I'm working on a homework problem which requires me to read in words from an input file, and an integer k. The solution needs to print out a list of words and their frequencies, ranging from the most frequent to the k-th most frequent. If the number of unique words is smaller than k then only output that number of words.
This would have been cake with containers like map, but the problem constrains me to be able to use vectors and strings only and no other STL containers.
I'm stuck at the point where I have a list of all the words in a file and their corresponding frequencies. Now I need to sort them according to their frequencies and output k words.
The problem is, sorting is difficult. The frequencies can be of different digits. If I sort them using string::sort()
by padding zeros, I won't be able to know how many zeros to pad since input is unknown to the programmer.

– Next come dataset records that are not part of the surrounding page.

//! Error definitions for the yield source, the Sett vault and the mock token
use odra::prelude::*;

/// Errors raised by the Badger yield source adapter
#[odra::odra_error]
pub enum YieldSourceError {
    /// Caller has not approved enough underlying token to the adapter
    InsufficientAllowance = 1,

    /// Underlying token transfer or approval returned false
    TransferFailed = 2,

    /// Adapter does not hold enough vault shares for the requested amount
    InsufficientShares = 3,

    /// Zero amount supplied or redeemed
    InvalidAmount = 4,

    /// Overflow error
    Overflow = 5,

    /// Underflow error
    Underflow = 6,

    /// Vault or token address missing from storage
    NotConfigured = 7,

    /// Supplied amount was too small to mint a single vault share
    ZeroShares = 8,
}

/// Errors raised by the Sett vault
#[odra::odra_error]
pub enum SettError {
    /// Vault is paused
    VaultPaused = 100,

    /// Contract caller has not been granted access by governance
    VaultAccessDenied = 101,

    /// Caller is not governance
    NotGovernance = 102,

    /// Caller is neither governance nor guardian
    NotAuthorized = 103,

    /// Owner holds fewer shares than requested
    InsufficientShares = 104,

    /// Insufficient share allowance for transfer
    InsufficientAllowance = 105,

    /// Underlying token address missing from storage
    NotConfigured = 106,

    /// Underlying token transfer returned false
    TransferFailed = 107,

    /// Overflow in share accounting
    Overflow = 108,

    /// Underflow in share accounting
    Underflow = 109,

    /// Shares are outstanding but the vault holds no underlying
    EmptyPool = 110,
}

/// Errors raised by the mock token
#[odra::odra_error]
pub enum TokenError {
    /// Insufficient allowance for transfer
    InsufficientAllowance = 200,

    /// Insufficient balance for operation
    InsufficientBalance = 201,

    /// Supply or balance overflow
    Overflow = 202,
}

/// Errors raised by the prize pool
#[odra::odra_error]
pub enum PrizePoolError {
    /// Zero amount deposited or withdrawn
    InvalidAmount = 300,

    /// Holder has fewer tickets than requested
    InsufficientTickets = 301,

    /// Caller may only withdraw its own tickets
    Unauthorized = 302,

    /// Token transfer returned false
    TransferFailed = 303,

    /// Yield source address missing from storage
    NotConfigured = 304,
}
//! Events for the Badger yield source

use odra::prelude::*;
use odra::casper_types::U256;

/// Event emitted when underlying is supplied into the Sett
#[odra::event]
pub struct SuppliedTokenTo {
    /// Account the underlying was pulled from
    pub from: Address,
    /// Beneficiary named by the caller
    pub to: Address,
    /// Underlying supplied
    pub amount: U256,
    /// Sett shares credited to the adapter
    pub shares: U256,
}

/// Event emitted when underlying is redeemed from the Sett
#[odra::event]
pub struct RedeemedToken {
    /// Account receiving the underlying
    pub to: Address,
    /// Underlying requested
    pub requested: U256,
    /// Underlying actually returned
    pub redeemed: U256,
    /// Sett shares burned
    pub shares: U256,
}
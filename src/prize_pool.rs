//! Prize pool front for a yield source
//!
//! Deposits are forwarded to the yield source and tracked as tickets, one
//! ticket per unit of underlying. Interest earned by the source beyond the
//! ticket supply is reported as the award balance. Drawing winners is out
//! of scope for this contract.
use odra::prelude::*;
use odra::casper_types::U256;
use odra::ContractRef;
use crate::errors::PrizePoolError;
use crate::events::{TicketsBurned, TicketsMinted};
use crate::token::Cep18TokenContractRef;
use crate::yield_source::interface::YieldSourceContractRef;

/// Prize pool contract
#[odra::module]
pub struct PrizePool {
    /// Yield source holding the deposits
    yield_source: Var<Address>,
    /// Underlying token, read from the yield source at init
    token: Var<Address>,
    /// Tickets per holder
    tickets: Mapping<Address, U256>,
    /// Tickets outstanding
    total_tickets: Var<U256>,
}

#[odra::module]
impl PrizePool {
    /// Bind the pool to a yield source
    pub fn init(&mut self, yield_source: Address) {
        let source = YieldSourceContractRef::new(self.env(), yield_source);
        self.token.set(source.deposit_token());
        self.yield_source.set(yield_source);
        self.total_tickets.set(U256::zero());
    }

    pub fn token(&self) -> Address {
        self.token.get_or_revert_with(PrizePoolError::NotConfigured)
    }

    pub fn yield_source(&self) -> Address {
        self.yield_source.get_or_revert_with(PrizePoolError::NotConfigured)
    }

    pub fn ticket_balance(&self, user: Address) -> U256 {
        self.tickets.get(&user).unwrap_or_default()
    }

    pub fn total_tickets(&self) -> U256 {
        self.total_tickets.get_or_default()
    }

    /// Underlying the pool can claim from the yield source
    pub fn balance(&self) -> U256 {
        self.source().balance_of_token(self.env().self_address())
    }

    /// Interest above the ticket supply
    pub fn award_balance(&self) -> U256 {
        let balance = self.balance();
        let tickets = self.total_tickets();
        if balance > tickets {
            balance - tickets
        } else {
            U256::zero()
        }
    }

    /// Deposit `amount` of the caller's underlying and credit tickets to `to`
    pub fn deposit_to(&mut self, to: Address, amount: U256) {
        if amount.is_zero() {
            self.env().revert(PrizePoolError::InvalidAmount);
        }

        let operator = self.env().caller();
        let this = self.env().self_address();
        let source_address = self.yield_source();
        let mut token = self.underlying();

        if !token.transfer_from(operator, this, amount) {
            self.env().revert(PrizePoolError::TransferFailed);
        }
        if !token.approve(source_address, amount) {
            self.env().revert(PrizePoolError::TransferFailed);
        }
        self.source().supply_token_to(amount, this);

        let balance = self.ticket_balance(to);
        self.tickets.set(&to, balance + amount);
        let total = self.total_tickets();
        self.total_tickets.set(total + amount);

        self.env().emit_event(TicketsMinted {
            operator,
            to,
            amount,
        });
    }

    /// Burn `amount` of the caller's tickets and return the underlying
    ///
    /// # Returns
    /// The underlying redeemed from the yield source
    pub fn withdraw_instantly_from(&mut self, from: Address, amount: U256) -> U256 {
        if amount.is_zero() {
            self.env().revert(PrizePoolError::InvalidAmount);
        }
        let caller = self.env().caller();
        if caller != from {
            self.env().revert(PrizePoolError::Unauthorized);
        }

        let balance = self.ticket_balance(from);
        if balance < amount {
            self.env().revert(PrizePoolError::InsufficientTickets);
        }
        self.tickets.set(&from, balance - amount);
        let total = self.total_tickets();
        self.total_tickets.set(total - amount);

        let redeemed = self.source().redeem_token(amount);
        if !self.underlying().transfer(from, redeemed) {
            self.env().revert(PrizePoolError::TransferFailed);
        }

        self.env().emit_event(TicketsBurned {
            from,
            amount,
            redeemed,
        });

        redeemed
    }

    fn source(&self) -> YieldSourceContractRef {
        YieldSourceContractRef::new(self.env(), self.yield_source())
    }

    fn underlying(&self) -> Cep18TokenContractRef {
        Cep18TokenContractRef::new(self.env(), self.token())
    }
}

Here's my code for the function:
void word_frequencies(ifstream& inf, int k)
{
vector <string> input;
string w;
while (inf >> w)
{
remove_punc(w);
input.push_back(w);
}
sort(input.begin(), input.end());
// initialize frequency vector
vector <int> freq;
for (size_t i = 0; i < input.size(); ++i) freq.push_back(1);
// count actual frequencies
int count = 0;
for (size_t i = 0; i < input.size()-1; ++i)
{
if (input[i] == input[i+1])
{
++count;
} else
{
freq[i] += count;
count = 0;
}
}
// words+frequencies
vector <string> wf;
for (size_t i = 0; i < freq.size()-1; ++i)
{
if (freq[i] > 1 || is_unique(input, input[i]))
{
string s = to_string(freq[i]) + " " + input[i];
wf.push_back(s);
}
}
}
Also, should I even couple the frequency with the word in the first place? I know this is messy so I'm looking for a more elegant solution.
Thanks!